The LNU complex (which is the [L]ake County & [N]apa County [U]nits of CalFire) is north of us, across the innermost parts of the SF Bay, about 45 miles away. It has burned over 300,000 acres and is only at 15% containment; they've managed to keep it from entering Fairfield proper, but the entire rest of the front is unconstrained (burning to the north, west, and east).

The SCU complex (which is the [S]anta [C]lara [U]nit of CalFire) is kind of all around us. There was one section about 7 miles north of us, but I think it may have been contained since the map boundaries haven't seemed to change in several days (but I can't find anything definitive). The major sections of this fire are south of us (as close as ~10 miles). It's burned over 291,000 acres and is listed at 10% containment. I haven't been able to find where those containment lines are though. Presumably near San Jose where it's been closest to burning down into the residential areas.

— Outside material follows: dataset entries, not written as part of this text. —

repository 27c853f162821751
pub mod handlers;
pub mod routes;
pub mod state;

pub use routes::create_router;
pub use state::AppState;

Livermore is pretty defensible since the city isn't built all the way up into the hills. From the hills and canyons where the fire is burning there are wide stretches of grassy hills or vineyards that should provide good access for fire crews to set up firebreaks. So I'm not toooooo worried, but just the same I made sure the van is gassed up and spent 20 minutes loading the back up with supplies. 20 minutes wasted now is a trivial cost should those 20 minutes be needed later.

Consequently, the air is filled with smoke. We've had the air purifier running all week to try and keep our indoor air breathable. Outside is disgusting. You can see the smoke in the air just looking across the street and the scattering causes the light color to stay yellowish-orange all day. The air quality has consistently been in the either "unhealthy" or "very unhealthy" zones. Though we haven't had it hit "hazardous" yet.

Oh, and the forecast has more thunderstorms as a possibility for both nights this weekend.


On a lighter note, I've done some more painting of miniatures. Here are the six more that I've done.

I'm quite happy with how they're coming out.